_Task objective_.
If a line in the listing below contains "failures", return that line.

+ + + + +

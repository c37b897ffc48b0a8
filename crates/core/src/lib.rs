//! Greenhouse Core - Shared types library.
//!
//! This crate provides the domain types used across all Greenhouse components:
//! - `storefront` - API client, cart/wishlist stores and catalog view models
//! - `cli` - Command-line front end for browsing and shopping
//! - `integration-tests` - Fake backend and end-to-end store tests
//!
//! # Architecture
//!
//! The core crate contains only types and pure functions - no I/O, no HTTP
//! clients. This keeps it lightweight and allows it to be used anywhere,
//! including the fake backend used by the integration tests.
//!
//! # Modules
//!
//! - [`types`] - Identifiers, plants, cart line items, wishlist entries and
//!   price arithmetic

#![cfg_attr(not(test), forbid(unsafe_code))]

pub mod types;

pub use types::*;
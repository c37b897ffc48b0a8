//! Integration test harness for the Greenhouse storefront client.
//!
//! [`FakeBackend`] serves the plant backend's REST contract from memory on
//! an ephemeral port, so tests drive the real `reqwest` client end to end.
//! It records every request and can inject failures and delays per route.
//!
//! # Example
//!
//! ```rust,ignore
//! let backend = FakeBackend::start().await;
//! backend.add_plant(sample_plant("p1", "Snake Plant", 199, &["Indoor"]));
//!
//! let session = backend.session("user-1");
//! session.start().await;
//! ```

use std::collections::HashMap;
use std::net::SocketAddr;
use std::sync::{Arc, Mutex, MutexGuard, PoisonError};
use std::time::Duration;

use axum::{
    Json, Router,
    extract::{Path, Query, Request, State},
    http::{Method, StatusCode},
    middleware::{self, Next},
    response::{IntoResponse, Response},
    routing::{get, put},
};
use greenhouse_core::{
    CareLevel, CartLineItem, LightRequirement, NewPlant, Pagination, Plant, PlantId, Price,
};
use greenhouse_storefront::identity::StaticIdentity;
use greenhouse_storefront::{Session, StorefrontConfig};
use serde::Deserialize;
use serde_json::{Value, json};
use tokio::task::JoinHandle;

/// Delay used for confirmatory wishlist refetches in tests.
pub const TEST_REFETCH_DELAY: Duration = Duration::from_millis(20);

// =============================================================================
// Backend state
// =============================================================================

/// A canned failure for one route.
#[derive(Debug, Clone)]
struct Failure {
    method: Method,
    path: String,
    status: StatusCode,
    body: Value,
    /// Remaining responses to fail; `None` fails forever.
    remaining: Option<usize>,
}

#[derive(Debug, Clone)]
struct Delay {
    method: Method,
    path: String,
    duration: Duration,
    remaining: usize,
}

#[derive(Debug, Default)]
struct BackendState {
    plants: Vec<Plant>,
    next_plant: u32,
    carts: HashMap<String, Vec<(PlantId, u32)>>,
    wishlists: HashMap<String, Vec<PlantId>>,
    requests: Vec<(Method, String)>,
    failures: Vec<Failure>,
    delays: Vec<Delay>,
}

+ + + + +

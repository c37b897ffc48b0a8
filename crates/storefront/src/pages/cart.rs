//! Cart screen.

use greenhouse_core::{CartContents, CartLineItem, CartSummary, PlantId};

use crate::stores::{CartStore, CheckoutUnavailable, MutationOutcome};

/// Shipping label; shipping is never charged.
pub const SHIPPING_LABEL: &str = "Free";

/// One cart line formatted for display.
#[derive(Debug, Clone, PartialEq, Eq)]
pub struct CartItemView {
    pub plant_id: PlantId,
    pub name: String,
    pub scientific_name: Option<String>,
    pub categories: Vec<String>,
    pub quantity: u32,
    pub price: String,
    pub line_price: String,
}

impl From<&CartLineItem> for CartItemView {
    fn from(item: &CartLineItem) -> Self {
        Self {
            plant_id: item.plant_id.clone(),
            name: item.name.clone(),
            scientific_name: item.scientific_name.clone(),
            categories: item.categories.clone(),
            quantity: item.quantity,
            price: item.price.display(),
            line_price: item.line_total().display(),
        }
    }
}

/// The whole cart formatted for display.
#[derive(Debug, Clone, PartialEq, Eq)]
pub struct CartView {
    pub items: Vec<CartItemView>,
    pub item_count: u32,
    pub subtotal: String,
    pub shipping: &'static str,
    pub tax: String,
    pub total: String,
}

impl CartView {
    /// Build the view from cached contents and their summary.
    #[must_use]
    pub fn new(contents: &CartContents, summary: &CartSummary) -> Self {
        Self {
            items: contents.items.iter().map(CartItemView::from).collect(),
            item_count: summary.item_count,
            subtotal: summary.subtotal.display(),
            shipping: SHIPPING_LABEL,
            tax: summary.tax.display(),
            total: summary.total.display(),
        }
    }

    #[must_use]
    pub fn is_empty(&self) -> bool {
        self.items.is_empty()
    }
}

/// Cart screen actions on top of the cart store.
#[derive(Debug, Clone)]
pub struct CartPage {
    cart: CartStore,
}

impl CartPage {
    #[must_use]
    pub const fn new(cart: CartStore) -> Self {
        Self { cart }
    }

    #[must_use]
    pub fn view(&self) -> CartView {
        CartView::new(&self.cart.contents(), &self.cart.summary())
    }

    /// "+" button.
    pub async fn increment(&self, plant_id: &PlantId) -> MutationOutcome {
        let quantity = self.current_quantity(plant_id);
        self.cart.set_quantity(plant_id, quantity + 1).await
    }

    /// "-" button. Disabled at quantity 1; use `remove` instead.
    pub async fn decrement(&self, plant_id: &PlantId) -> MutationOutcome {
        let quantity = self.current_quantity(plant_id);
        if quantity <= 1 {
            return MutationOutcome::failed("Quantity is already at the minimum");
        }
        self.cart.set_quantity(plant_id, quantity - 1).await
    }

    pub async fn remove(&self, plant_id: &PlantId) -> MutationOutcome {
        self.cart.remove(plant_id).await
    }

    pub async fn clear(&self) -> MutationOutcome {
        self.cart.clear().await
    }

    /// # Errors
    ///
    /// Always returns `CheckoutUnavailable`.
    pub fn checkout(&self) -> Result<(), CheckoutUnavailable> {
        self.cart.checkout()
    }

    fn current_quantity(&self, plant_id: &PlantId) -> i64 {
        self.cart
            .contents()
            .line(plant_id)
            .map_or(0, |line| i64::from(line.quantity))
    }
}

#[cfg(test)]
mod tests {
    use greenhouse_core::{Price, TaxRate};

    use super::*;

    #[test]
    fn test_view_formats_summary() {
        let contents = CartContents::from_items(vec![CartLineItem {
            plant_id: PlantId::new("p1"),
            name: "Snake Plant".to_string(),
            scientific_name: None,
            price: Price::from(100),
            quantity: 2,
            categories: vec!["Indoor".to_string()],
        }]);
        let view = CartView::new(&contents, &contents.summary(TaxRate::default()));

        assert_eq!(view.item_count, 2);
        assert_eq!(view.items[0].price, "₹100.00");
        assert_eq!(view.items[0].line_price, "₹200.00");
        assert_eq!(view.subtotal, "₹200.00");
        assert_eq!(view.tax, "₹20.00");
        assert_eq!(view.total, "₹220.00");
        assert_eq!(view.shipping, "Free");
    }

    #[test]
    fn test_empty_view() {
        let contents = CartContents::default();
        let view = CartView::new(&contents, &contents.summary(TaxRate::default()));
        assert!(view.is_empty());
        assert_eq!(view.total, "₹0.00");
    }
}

+ + + + +

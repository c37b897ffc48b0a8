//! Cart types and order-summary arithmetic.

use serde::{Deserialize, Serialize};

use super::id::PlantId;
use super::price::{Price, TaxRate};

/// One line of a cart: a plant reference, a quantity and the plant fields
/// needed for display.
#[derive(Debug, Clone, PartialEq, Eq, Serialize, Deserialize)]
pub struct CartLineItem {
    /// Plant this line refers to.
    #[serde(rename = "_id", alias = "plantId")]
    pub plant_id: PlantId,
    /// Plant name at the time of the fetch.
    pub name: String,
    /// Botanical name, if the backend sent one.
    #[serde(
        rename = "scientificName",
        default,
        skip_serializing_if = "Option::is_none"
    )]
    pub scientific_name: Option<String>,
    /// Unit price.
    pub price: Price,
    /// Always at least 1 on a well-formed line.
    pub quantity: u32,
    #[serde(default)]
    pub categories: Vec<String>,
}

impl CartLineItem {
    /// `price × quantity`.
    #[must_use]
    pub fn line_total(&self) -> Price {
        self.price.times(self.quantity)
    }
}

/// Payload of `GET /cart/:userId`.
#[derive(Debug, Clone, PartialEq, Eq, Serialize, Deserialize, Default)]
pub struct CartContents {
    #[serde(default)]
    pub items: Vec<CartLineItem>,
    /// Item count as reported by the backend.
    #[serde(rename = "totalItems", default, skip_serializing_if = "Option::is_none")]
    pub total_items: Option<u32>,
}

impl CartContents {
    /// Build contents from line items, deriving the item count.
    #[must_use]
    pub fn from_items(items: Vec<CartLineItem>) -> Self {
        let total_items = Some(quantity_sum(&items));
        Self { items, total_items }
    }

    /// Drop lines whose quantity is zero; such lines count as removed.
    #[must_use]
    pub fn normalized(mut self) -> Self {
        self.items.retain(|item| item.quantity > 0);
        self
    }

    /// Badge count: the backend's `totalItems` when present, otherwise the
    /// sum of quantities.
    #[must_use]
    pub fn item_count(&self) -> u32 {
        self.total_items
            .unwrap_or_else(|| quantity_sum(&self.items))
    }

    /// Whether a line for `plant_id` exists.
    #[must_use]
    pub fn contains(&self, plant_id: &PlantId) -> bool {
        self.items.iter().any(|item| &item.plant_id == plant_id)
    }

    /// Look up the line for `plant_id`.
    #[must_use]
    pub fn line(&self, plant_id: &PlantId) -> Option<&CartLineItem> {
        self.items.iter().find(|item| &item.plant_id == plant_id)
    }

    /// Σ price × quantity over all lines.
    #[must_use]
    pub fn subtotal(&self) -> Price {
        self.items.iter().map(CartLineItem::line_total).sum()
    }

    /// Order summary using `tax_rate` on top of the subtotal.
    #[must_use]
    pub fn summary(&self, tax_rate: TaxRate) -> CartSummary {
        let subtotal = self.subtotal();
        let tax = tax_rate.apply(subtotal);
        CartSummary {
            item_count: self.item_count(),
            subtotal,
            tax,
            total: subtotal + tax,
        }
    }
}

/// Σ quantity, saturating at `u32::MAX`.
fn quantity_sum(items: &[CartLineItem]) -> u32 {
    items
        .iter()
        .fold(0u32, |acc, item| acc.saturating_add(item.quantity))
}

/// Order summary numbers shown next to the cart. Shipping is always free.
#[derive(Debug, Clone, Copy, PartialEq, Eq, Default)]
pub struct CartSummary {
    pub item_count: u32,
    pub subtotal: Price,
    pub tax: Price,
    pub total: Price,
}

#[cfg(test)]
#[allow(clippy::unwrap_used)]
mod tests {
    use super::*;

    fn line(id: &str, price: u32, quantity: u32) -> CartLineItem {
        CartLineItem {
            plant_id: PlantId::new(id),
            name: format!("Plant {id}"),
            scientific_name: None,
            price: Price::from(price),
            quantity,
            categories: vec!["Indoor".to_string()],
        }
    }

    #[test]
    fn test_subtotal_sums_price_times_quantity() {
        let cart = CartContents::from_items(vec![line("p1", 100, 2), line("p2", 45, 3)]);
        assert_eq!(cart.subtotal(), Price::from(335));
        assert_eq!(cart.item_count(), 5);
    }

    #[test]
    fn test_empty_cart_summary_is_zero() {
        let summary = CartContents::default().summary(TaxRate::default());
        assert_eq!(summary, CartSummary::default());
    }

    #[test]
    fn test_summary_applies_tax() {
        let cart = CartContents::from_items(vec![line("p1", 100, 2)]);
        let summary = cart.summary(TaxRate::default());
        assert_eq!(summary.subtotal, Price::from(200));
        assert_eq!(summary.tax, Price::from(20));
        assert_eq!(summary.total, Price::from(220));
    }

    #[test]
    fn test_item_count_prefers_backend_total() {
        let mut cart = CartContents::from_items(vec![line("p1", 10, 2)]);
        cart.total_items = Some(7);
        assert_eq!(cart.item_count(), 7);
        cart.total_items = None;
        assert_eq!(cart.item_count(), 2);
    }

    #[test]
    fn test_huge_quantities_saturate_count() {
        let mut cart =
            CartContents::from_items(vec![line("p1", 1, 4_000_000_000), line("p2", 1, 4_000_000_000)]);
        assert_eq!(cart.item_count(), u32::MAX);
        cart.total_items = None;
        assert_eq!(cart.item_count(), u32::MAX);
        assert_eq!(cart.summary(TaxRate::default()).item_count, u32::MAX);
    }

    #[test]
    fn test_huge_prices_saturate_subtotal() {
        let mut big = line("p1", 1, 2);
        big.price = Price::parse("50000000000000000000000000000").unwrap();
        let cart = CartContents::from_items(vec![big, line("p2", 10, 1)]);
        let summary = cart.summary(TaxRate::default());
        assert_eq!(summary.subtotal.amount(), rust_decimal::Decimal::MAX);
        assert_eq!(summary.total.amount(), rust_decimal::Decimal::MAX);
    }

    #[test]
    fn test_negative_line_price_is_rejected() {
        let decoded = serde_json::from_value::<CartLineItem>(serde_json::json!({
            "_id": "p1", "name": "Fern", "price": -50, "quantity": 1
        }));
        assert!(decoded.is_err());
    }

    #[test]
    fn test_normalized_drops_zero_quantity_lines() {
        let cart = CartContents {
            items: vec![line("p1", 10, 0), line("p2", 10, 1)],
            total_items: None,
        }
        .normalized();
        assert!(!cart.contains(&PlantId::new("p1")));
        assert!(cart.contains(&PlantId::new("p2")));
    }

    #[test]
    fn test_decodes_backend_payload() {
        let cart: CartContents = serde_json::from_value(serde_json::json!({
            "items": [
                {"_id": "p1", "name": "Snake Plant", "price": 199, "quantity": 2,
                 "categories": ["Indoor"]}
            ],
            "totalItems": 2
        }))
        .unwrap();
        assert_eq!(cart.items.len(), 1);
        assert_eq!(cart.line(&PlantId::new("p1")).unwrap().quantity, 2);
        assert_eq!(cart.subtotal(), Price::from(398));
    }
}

+ + + + +

_Solution to this task_.
//! It records every request and can inject failures and delays per route.
    failures: Vec<Failure>,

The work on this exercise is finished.